[Stored items]
-=-=-

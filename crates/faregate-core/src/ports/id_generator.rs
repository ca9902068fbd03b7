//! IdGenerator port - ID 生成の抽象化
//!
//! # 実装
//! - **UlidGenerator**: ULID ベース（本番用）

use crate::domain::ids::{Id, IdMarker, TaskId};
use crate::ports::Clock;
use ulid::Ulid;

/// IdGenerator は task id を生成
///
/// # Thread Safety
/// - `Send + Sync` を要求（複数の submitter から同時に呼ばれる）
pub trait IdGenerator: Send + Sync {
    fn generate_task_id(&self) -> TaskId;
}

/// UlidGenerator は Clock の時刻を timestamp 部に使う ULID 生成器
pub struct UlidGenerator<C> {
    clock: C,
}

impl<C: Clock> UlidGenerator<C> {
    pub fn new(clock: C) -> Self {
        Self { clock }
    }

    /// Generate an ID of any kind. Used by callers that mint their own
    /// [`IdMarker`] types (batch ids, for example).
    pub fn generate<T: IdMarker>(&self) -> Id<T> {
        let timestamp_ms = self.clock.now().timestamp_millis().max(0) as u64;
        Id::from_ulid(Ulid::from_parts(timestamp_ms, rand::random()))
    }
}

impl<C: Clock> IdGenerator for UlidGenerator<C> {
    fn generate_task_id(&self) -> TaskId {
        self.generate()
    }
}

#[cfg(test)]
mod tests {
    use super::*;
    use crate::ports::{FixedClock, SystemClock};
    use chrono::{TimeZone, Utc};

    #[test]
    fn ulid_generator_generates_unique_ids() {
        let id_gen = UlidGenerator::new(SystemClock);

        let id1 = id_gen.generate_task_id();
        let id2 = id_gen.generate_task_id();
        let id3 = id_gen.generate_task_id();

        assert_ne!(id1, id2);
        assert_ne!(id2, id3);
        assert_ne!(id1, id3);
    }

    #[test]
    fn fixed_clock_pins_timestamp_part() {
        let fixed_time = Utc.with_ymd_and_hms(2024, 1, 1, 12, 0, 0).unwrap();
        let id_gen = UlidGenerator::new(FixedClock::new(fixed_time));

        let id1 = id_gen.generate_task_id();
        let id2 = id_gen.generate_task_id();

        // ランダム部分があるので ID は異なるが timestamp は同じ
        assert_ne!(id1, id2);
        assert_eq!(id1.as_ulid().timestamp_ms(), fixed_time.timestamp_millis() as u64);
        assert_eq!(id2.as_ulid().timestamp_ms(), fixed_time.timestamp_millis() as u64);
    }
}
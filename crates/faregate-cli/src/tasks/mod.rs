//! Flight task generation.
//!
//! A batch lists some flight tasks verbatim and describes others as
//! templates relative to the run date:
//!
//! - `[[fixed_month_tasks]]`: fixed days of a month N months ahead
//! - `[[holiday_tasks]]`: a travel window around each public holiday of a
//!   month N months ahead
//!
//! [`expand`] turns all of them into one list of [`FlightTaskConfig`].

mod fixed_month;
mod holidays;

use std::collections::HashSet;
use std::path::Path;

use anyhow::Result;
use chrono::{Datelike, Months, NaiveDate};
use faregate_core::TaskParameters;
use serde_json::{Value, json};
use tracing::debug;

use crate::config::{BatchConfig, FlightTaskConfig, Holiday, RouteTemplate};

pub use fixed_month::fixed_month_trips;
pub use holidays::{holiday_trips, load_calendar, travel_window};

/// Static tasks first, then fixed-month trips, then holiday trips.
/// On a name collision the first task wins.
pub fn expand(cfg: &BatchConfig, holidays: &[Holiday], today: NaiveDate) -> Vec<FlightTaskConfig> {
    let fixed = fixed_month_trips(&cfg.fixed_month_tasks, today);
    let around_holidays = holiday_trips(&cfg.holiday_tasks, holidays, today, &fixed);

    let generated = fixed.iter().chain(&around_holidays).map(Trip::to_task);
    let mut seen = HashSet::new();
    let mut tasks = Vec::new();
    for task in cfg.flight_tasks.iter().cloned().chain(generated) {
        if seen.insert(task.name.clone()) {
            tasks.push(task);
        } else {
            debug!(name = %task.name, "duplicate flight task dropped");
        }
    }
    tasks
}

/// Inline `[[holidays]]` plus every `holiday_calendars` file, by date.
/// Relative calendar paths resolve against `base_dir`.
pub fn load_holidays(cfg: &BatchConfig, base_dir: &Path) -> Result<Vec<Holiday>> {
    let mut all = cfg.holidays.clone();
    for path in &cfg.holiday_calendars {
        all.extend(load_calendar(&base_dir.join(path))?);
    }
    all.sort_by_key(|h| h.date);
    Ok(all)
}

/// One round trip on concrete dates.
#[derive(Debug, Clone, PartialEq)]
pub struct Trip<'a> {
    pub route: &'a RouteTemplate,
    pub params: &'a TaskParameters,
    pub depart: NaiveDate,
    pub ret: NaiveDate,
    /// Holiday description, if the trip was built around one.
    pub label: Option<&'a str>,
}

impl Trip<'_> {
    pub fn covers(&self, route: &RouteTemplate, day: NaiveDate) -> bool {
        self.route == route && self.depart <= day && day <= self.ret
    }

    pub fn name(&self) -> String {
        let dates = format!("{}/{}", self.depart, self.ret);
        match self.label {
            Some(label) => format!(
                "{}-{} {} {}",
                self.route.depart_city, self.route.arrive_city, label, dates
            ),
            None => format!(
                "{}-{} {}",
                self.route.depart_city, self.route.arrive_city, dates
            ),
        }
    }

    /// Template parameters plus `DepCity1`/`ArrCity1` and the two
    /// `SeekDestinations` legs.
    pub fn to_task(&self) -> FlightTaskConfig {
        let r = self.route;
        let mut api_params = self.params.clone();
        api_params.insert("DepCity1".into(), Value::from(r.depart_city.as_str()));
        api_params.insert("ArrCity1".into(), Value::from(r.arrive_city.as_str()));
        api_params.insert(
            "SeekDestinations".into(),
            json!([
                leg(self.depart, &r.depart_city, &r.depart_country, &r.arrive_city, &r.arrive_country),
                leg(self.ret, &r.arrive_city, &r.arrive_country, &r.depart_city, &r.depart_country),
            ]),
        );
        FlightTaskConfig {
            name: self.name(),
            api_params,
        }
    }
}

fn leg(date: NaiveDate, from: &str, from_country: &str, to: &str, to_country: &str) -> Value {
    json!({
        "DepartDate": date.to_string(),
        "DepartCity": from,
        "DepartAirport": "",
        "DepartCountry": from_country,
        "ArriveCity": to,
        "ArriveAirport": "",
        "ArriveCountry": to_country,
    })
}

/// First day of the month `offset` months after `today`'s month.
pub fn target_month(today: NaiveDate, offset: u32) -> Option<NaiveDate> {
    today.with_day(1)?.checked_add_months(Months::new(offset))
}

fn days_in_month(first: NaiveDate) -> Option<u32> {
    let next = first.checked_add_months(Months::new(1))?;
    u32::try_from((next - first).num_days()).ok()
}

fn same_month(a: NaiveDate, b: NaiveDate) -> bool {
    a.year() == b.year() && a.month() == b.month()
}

-=-=-

Prompt: Print, from the entries above, the line with "filename crates/faregate-cli/src/tasks/mod.rs", the line with "use anyhow::Result;" and all lines between them, exactly and with nothing else.

Solution:
filename crates/faregate-cli/src/tasks/mod.rs
//! Flight task generation.
//!
//! A batch lists some flight tasks verbatim and describes others as
//! templates relative to the run date:
//!
//! - `[[fixed_month_tasks]]`: fixed days of a month N months ahead
//! - `[[holiday_tasks]]`: a travel window around each public holiday of a
//!   month N months ahead
//!
//! [`expand`] turns all of them into one list of [`FlightTaskConfig`].

mod fixed_month;
mod holidays;

use std::collections::HashSet;
use std::path::Path;

use anyhow::Result;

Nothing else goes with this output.